“We do that already!” blurted out the VP of Marketing and VP of Sales almost in unison at a once promising $10M MarTech company.  

Growth had flatlined. So, a board member asked me to answer a seemingly complex question:  “Why is this promising company underperforming its peers and potential?”

I was 5 minutes into a leadership team presentation. And we’d found a simple answer.

Key GTM leaders had the wrong mindset.  

Top performing GTM teams typically combine a strong market opportunity with leadership who are always looking for the edge.

These top-performing leaders continually ask, “What will lead us to improve? And, where can I seek out that learning?”

Middle-performer GTM teams also typically have really strong market opportunities driving growth but also have leaders focused on maintaining the status quo.

These middling performers are already convinced their teams are “doing a great job, too busy to innovate, or have little to learn from peers or experts.”

And, the hard truth is that our instinctual brains are wired for middling, not top performance.  

People much smarter than me have shown this empirically.  

You can look at Herbert and Simon’s work on “satisficing” behavior. Or, Jonathan Haidt’s excellent summary in the book on The Righteous Mind on how our brains start with a conclusion and then look for evidence to support that conclusion rather than the reverse.

In other words, top performance is an act of will. We have to consciously stop and resist the instinct in our brain that says “we do all that already” or “I already have the answer.” 

Fortunately, in this situation, the CEO understood the instinctual response was not the right response and said, “let’s hear Brent out on what we can learn and improve.”  

As we got further into the presentation and then the engagement, the VP of Sales and VP of Marketing joined the CEO in being big supporters.

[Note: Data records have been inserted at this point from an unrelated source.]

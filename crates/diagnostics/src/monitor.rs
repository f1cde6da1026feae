//! Periodic health check task.

use crate::recorder::DiagnosticsRecorder;
use std::sync::atomic::{AtomicBool, Ordering};
use std::sync::{Arc, Mutex};
use std::time::Duration;
use tokio::task::JoinHandle;
use tokio_util::sync::CancellationToken;

/// Default interval between health checks.
pub const DEFAULT_HEALTH_INTERVAL: Duration = Duration::from_secs(5);

/// Shortest interval the monitor accepts; shorter requests are raised to it.
pub const MIN_HEALTH_INTERVAL: Duration = Duration::from_millis(1);

/// Runs [`DiagnosticsRecorder::run_health_check`] on a tokio task.
///
/// Each `start` creates a fresh cancellation token, so `stop` followed by
/// `start` works. The task never touches the transition guard.
pub struct HealthMonitor {
    running: Arc<AtomicBool>,
    cancel_token: Mutex<CancellationToken>,
    handle: Mutex<Option<JoinHandle<()>>>,
}

impl Default for HealthMonitor {
    fn default() -> Self {
        Self {
            running: Arc::new(AtomicBool::new(false)),
            cancel_token: Mutex::new(CancellationToken::new()),
            handle: Mutex::new(None),
        }
    }
}

impl HealthMonitor {
    pub fn new() -> Self {
        Self::default()
    }

    /// Spawn the check loop on the current runtime. No-op if already running.
    pub fn start(&self, recorder: Arc<DiagnosticsRecorder>, interval: Duration) {
        if self.running.swap(true, Ordering::AcqRel) {
            tracing::warn!("HealthMonitor already running");
            return;
        }

        let interval = if interval < MIN_HEALTH_INTERVAL {
            tracing::warn!(
                requested_ms = interval.as_millis() as u64,
                "Health interval too short, using the minimum"
            );
            MIN_HEALTH_INTERVAL
        } else {
            interval
        };

        let token = CancellationToken::new();
        let child = token.child_token();
        *self.cancel_token.lock().expect("monitor mutex poisoned") = token;

        let handle = tokio::spawn(async move {
            tracing::info!(interval_ms = interval.as_millis() as u64, "HealthMonitor started");

            let mut ticker = tokio::time::interval(interval);
            ticker.set_missed_tick_behavior(tokio::time::MissedTickBehavior::Delay);
            // The first tick completes immediately; skip it so the first
            // check runs one interval after start.
            ticker.tick().await;

            loop {
                tokio::select! {
                    _ = child.cancelled() => break,
                    _ = ticker.tick() => {
                        recorder.run_health_check();
                    }
                }
            }

            tracing::info!("HealthMonitor stopped");
        });

        *self.handle.lock().expect("monitor mutex poisoned") = Some(handle);
    }

    /// Signal the loop to stop. Does not wait for the task.
    pub fn stop(&self) {
        self.cancel_token
            .lock()
            .expect("monitor mutex poisoned")
            .cancel();
        self.running.store(false, Ordering::Release);
    }

    /// Stop and wait for the task to exit.
    pub async fn shutdown(&self) {
        self.stop();
        let handle = self.handle.lock().expect("monitor mutex poisoned").take();
        if let Some(handle) = handle {
            if let Err(e) = handle.await {
                tracing::warn!(error = %e, "HealthMonitor task ended abnormally");
            }
        }
    }

    pub fn is_running(&self) -> bool {
        self.running.load(Ordering::Acquire)
    }
}

impl Drop for HealthMonitor {
    fn drop(&mut self) {
        self.stop();
    }
}

#[cfg(test)]
mod tests {
    use super::*;
    use std::sync::atomic::AtomicUsize;

    #[tokio::test(start_paused = true)]
    async fn test_monitor_runs_every_interval() {
        let recorder = Arc::new(DiagnosticsRecorder::default());
        let runs = Arc::new(AtomicUsize::new(0));
        let runs_clone = Arc::clone(&runs);
        recorder.subscribe_health(move |_| {
            runs_clone.fetch_add(1, Ordering::SeqCst);
        });

        let monitor = HealthMonitor::new();
        monitor.start(Arc::clone(&recorder), Duration::from_secs(5));
        assert!(monitor.is_running());

        tokio::time::sleep(Duration::from_millis(15_500)).await;
        assert_eq!(runs.load(Ordering::SeqCst), 3);

        monitor.shutdown().await;
        assert!(!monitor.is_running());

        tokio::time::sleep(Duration::from_secs(20)).await;
        assert_eq!(runs.load(Ordering::SeqCst), 3);
    }

    #[tokio::test(start_paused = true)]
    async fn test_zero_interval_is_raised_to_minimum() {
        let recorder = Arc::new(DiagnosticsRecorder::default());
        let monitor = HealthMonitor::new();

        monitor.start(Arc::clone(&recorder), Duration::ZERO);
        tokio::time::sleep(Duration::from_millis(5)).await;

        assert!(recorder.latest_health().is_some());
        monitor.shutdown().await;
    }

    #[tokio::test(start_paused = true)]
    async fn test_monitor_restarts_after_stop() {
        let recorder = Arc::new(DiagnosticsRecorder::default());
        let monitor = HealthMonitor::new();

        monitor.start(Arc::clone(&recorder), Duration::from_secs(1));
        monitor.shutdown().await;
        monitor.start(Arc::clone(&recorder), Duration::from_secs(1));
        assert!(monitor.is_running());

        tokio::time::sleep(Duration::from_millis(1_500)).await;
        assert!(recorder.latest_health().is_some());
        monitor.shutdown().await;
    }
}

They began to see opportunities to work on repositioning the company’s value proposition, engage buyers in a different way, build new content, and coach team members.

This company had just completed its Series B fundraising round. It started to grow rapidly again as the leadership team coalesced around a revised GTM strategy.

The market opportunity for this company had always been fantastic. So, the difference between a B-round growth stall and B-round growth acceleration came down to one simple thing.  

The company CEO heard his leaders say: “we already do that all.”  

And, he flipped the script and asked the simple question: “we may be really good, but what else can we learn and improve?”